_Exercise:_ In the listing that follows, determine how many lines include the word "FormatRepairError". Respond with that number alone.

_Data:_

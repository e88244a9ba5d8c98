pub mod etl;
pub mod pipeline;

pub use crate::domain::model::{Record, TransformResult};
pub use crate::domain::ports::{ConfigProvider, Pipeline, Storage};
pub use crate::utils::error::Result;
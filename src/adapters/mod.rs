// Adapters layer: concrete implementations of the domain ports.

pub mod http;
pub mod storage;

pub use http::Fetcher;
pub use storage::{LocalStorage, MemoryStorage};
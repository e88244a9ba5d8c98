use thiserror::Error;

#[derive(Error, Debug)]
pub enum EtlError {
    #[error("Failed to download {url}: {source}")]
    TransportError {
        url: String,
        #[source]
        source: reqwest::Error,
    },

    #[error("Failed to repair JSON file '{path}': {reason}")]
    FormatRepairError { path: String, reason: String },

    #[error("CSV processing error: {0}")]
    CsvError(#[from] csv::Error),

    #[error("IO error: {0}")]
    IoError(#[from] std::io::Error),

    #[error("Configuration error: {message}")]
    ConfigError { message: String },

    #[error("Configuration error in '{field}': {message}")]
    ConfigValidationError { field: String, message: String },

    #[error("Invalid value '{value}' for '{field}': {reason}")]
    InvalidConfigValueError {
        field: String,
        value: String,
        reason: String,
    },

    #[error("Data processing error: {message}")]
    ProcessingError { message: String },
}

#[derive(Debug, Clone, Copy, PartialEq, Eq)]
pub enum ErrorCategory {
    Network,
    FileSystem,
    Data,
    Configuration,
}

#[derive(Debug, Clone, Copy, PartialEq, Eq, PartialOrd, Ord)]
pub enum ErrorSeverity {
    Medium,
    High,
    Critical,
}

impl EtlError {
    pub fn processing(message: impl Into<String>) -> Self {
        EtlError::ProcessingError {
            message: message.into(),
        }
    }

    pub fn category(&self) -> ErrorCategory {
        match self {
            EtlError::TransportError { .. } => ErrorCategory::Network,
            EtlError::FormatRepairError { .. } | EtlError::IoError(_) => ErrorCategory::FileSystem,
            EtlError::CsvError(_) | EtlError::ProcessingError { .. } => ErrorCategory::Data,
            EtlError::ConfigError { .. }
            | EtlError::ConfigValidationError { .. }
            | EtlError::InvalidConfigValueError { .. } => ErrorCategory::Configuration,
        }
    }

    pub fn severity(&self) -> ErrorSeverity {
        match self.category() {
            ErrorCategory::Network => ErrorSeverity::Medium,
            ErrorCategory::Data => ErrorSeverity::High,
            ErrorCategory::FileSystem | ErrorCategory::Configuration => ErrorSeverity::Critical,
        }
    }

    /// Process exit code for a run that ended with this error. Always non-zero.
    pub fn exit_code(&self) -> i32 {
        match self.severity() {
            ErrorSeverity::High => 1,
            ErrorSeverity::Medium => 2,
            ErrorSeverity::Critical => 3,
        }
    }

    pub fn recovery_suggestion(&self) -> &'static str {
        match self {
            EtlError::TransportError { .. } => {
                "Check the feed URL and your network connection, then run again"
            }
            EtlError::FormatRepairError { .. } => {
                "Make sure the downloaded file is readable, writable and UTF-8 encoded"
            }
            EtlError::IoError(_) => "Check that the working directory exists and is writable",
            EtlError::CsvError(_) => {
                "A report could not be rendered; inspect the repaired JSON file for unusual values"
            }
            EtlError::ProcessingError { .. } => {
                "Inspect the repaired JSON file; it must be an array of recipe objects"
            }
            EtlError::ConfigError { .. }
            | EtlError::ConfigValidationError { .. }
            | EtlError::InvalidConfigValueError { .. } => {
                "Fix the configuration value and run again (see --help)"
            }
        }
    }

    pub fn user_friendly_message(&self) -> String {
        match self.category() {
            ErrorCategory::Network => format!("Could not download the recipe feed: {}", self),
            ErrorCategory::FileSystem => format!("A file operation failed: {}", self),
            ErrorCategory::Data => format!("The recipe data could not be processed: {}", self),
            ErrorCategory::Configuration => format!("Invalid configuration: {}", self),
        }
    }
}

pub type Result<T> = std::result::Result<T, EtlError>;
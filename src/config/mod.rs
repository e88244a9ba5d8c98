pub mod toml_config;

use std::time::Duration;

#[cfg(feature = "cli")]
use crate::adapters::storage::LocalStorage;
#[cfg(feature = "cli")]
use crate::core::ConfigProvider;
#[cfg(feature = "cli")]
use crate::transform::duration::DurationMode;
#[cfg(feature = "cli")]
use crate::utils::error::Result;
#[cfg(feature = "cli")]
use crate::utils::logger::{LogFormat, LoggingConfig};
#[cfg(feature = "cli")]
use crate::utils::validation::{self, Validate};
#[cfg(feature = "cli")]
use clap::Parser;
#[cfg(feature = "cli")]
use serde::{Deserialize, Serialize};
#[cfg(feature = "cli")]
use std::path::PathBuf;

pub const DEFAULT_SOURCE_URL: &str = "https://bnlf-tests.s3.eu-central-1.amazonaws.com/recipes.json";
pub const DEFAULT_WORK_DIR: &str = ".";
pub const DEFAULT_INPUT_FILE: &str = "input/bi_recipes.json";
pub const DEFAULT_CHILIES_FILE: &str = "recipes-etl/Chilies.csv";
pub const DEFAULT_RESULTS_FILE: &str = "recipes-etl/Results.csv";

/// Upper bound accepted for a request timeout, in seconds.
pub const MAX_TIMEOUT_SECONDS: u64 = 3600;

pub(crate) fn timeout_from_secs(seconds: Option<u64>) -> Option<Duration> {
    seconds.map(Duration::from_secs)
}

/// Shared checks for the paths and limits every configuration source carries.
pub(crate) fn validate_common(
    url: &str,
    input_file: &str,
    chilies_file: &str,
    results_file: &str,
    timeout_seconds: Option<u64>,
) -> crate::utils::error::Result<()> {
    use crate::utils::validation as v;

    v::validate_url("source.url", url)?;
    v::validate_path("load.input_file", input_file)?;
    v::validate_path("load.chilies_file", chilies_file)?;
    v::validate_path("load.results_file", results_file)?;
    v::validate_distinct_paths(&[
        ("load.input_file", input_file),
        ("load.chilies_file", chilies_file),
        ("load.results_file", results_file),
    ])?;
    if let Some(timeout) = timeout_seconds {
        v::validate_range("source.timeout_seconds", timeout, 1, MAX_TIMEOUT_SECONDS)?;
    }
    Ok(())
}

#[cfg(feature = "cli")]
#[derive(Debug, Clone, Serialize, Deserialize, Parser)]
#[command(name = "recipes-etl")]
#[command(about = "Download the recipe feed and report on chili recipes")]
pub struct CliConfig {
    /// Newline-delimited JSON recipe feed
    #[arg(long, default_value = DEFAULT_SOURCE_URL)]
    pub url: String,

    /// Directory the file paths below are relative to
    #[arg(long, default_value = DEFAULT_WORK_DIR)]
    pub work_dir: String,

    /// Downloaded feed, repaired in place into a JSON array
    #[arg(long, default_value = DEFAULT_INPUT_FILE)]
    pub input_file: String,

    /// Detail report of chili recipes
    #[arg(long, default_value = DEFAULT_CHILIES_FILE)]
    pub chilies_file: String,

    /// Average total time per difficulty
    #[arg(long, default_value = DEFAULT_RESULTS_FILE)]
    pub results_file: String,

    /// Give up on the download after this many seconds
    #[arg(long)]
    pub timeout_seconds: Option<u64>,

    #[arg(long, value_enum, default_value_t = DurationMode::Positional)]
    pub duration_mode: DurationMode,

    #[arg(long, default_value = crate::utils::logger::DEFAULT_LOG_FILE)]
    pub log_file: String,

    /// Log to the console only
    #[arg(long)]
    pub no_log_file: bool,

    #[arg(long, default_value_t = crate::utils::logger::DEFAULT_LOG_MAX_BYTES)]
    pub log_max_bytes: u64,

    #[arg(long, default_value_t = crate::utils::logger::DEFAULT_LOG_BACKUPS)]
    pub log_backups: usize,

    #[arg(long, value_enum, default_value_t = LogFormat::Text)]
    pub log_format: LogFormat,

    #[arg(long, help = "Enable verbose output")]
    pub verbose: bool,

    #[arg(long, help = "Log CPU and memory usage after each phase")]
    pub monitor: bool,
}

#[cfg(feature = "cli")]
impl CliConfig {
    pub fn logging(&self) -> LoggingConfig {
        LoggingConfig {
            file: (!self.no_log_file).then(|| PathBuf::from(&self.log_file)),
            max_bytes: self.log_max_bytes,
            backups: self.log_backups,
            format: self.log_format,
            verbose: self.verbose,
        }
    }

    pub fn storage(&self) -> LocalStorage {
        LocalStorage::new(&self.work_dir)
    }
}

#[cfg(feature = "cli")]
impl ConfigProvider for CliConfig {
    fn source_url(&self) -> &str {
        &self.url
    }

    fn input_file(&self) -> &str {
        &self.input_file
    }

    fn chilies_file(&self) -> &str {
        &self.chilies_file
    }

    fn results_file(&self) -> &str {
        &self.results_file
    }

    fn request_timeout(&self) -> Option<Duration> {
        timeout_from_secs(self.timeout_seconds)
    }

    fn duration_mode(&self) -> DurationMode {
        self.duration_mode
    }
}

#[cfg(feature = "cli")]
impl Validate for CliConfig {
    fn validate(&self) -> Result<()> {
        validate_common(
            &self.url,
            &self.input_file,
            &self.chilies_file,
            &self.results_file,
            self.timeout_seconds,
        )?;
        validation::validate_path("work_dir", &self.work_dir)?;
        if !self.no_log_file {
            validation::validate_path("log_file", &self.log_file)?;
            validation::validate_positive_number("log_max_bytes", self.log_max_bytes, 1)?;
        }
        Ok(())
    }
}
use crate::domain::model::{Difficulty, DifficultySummary, EnrichedRecipe};
use std::collections::BTreeMap;

#[derive(Default)]
struct Group {
    sum: i128,
    known: usize,
    count: usize,
}

/// Mean total time per difficulty, ordered by label text.
///
/// Recipes without a total time count towards `recipe_count` but not towards
/// the mean; a group with no known total time at all has no mean.
pub fn aggregate(recipes: &[EnrichedRecipe]) -> Vec<DifficultySummary> {
    let mut groups: BTreeMap<&'static str, (Difficulty, Group)> = BTreeMap::new();

    for recipe in recipes {
        let (_, group) = groups
            .entry(recipe.difficulty.as_str())
            .or_insert_with(|| (recipe.difficulty, Group::default()));
        group.count += 1;
        if let Some(total) = recipe.total_time {
            group.sum += i128::from(total);
            group.known += 1;
        }
    }

    groups
        .into_values()
        .map(|(difficulty, group)| DifficultySummary {
            difficulty,
            average_total_time: (group.known > 0).then(|| group.sum as f64 / group.known as f64),
            recipe_count: group.count,
        })
        .collect()
}

#[cfg(test)]
mod tests {
    use super::*;
    use crate::domain::model::Record;

    fn recipe(total_time: Option<i64>) -> EnrichedRecipe {
        EnrichedRecipe {
            record: Record::default(),
            prep_time: total_time,
            cook_time: total_time.map(|_| 0),
            total_time,
            difficulty: Difficulty::from_total_time(total_time),
        }
    }

    #[test]
    fn test_single_group() {
        let summary = aggregate(&[recipe(Some(50))]);
        assert_eq!(
            summary,
            vec![DifficultySummary {
                difficulty: Difficulty::Medium,
                average_total_time: Some(50.0),
                recipe_count: 1,
            }]
        );
    }

    #[test]
    fn test_mean_per_group_sorted_by_label() {
        let recipes = vec![
            recipe(Some(90)),
            recipe(Some(10)),
            recipe(Some(45)),
            recipe(Some(20)),
            recipe(Some(120)),
            recipe(Some(50)),
            recipe(None),
        ];

        let summary = aggregate(&recipes);
        let labels: Vec<&str> = summary.iter().map(|s| s.difficulty.as_str()).collect();
        assert_eq!(labels, vec!["Easy", "Hard", "Medium", "Unknown"]);

        assert_eq!(summary[0].average_total_time, Some(15.0));
        assert_eq!(summary[1].average_total_time, Some(105.0));
        assert_eq!(summary[2].average_total_time, Some(47.5));
        assert_eq!(summary[3].average_total_time, None);
        assert_eq!(summary[3].recipe_count, 1);
    }

    #[test]
    fn test_mean_equals_average_of_group_members() {
        let totals = [31, 32, 40, 59, 60];
        let recipes: Vec<EnrichedRecipe> = totals.iter().map(|t| recipe(Some(*t))).collect();

        let summary = aggregate(&recipes);
        let expected = totals.iter().sum::<i64>() as f64 / totals.len() as f64;
        assert_eq!(summary.len(), 1);
        assert_eq!(summary[0].average_total_time, Some(expected));
        assert_eq!(summary[0].recipe_count, totals.len());
    }

    #[test]
    fn test_empty_input() {
        assert!(aggregate(&[]).is_empty());
    }
}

_Exercise result:_ 3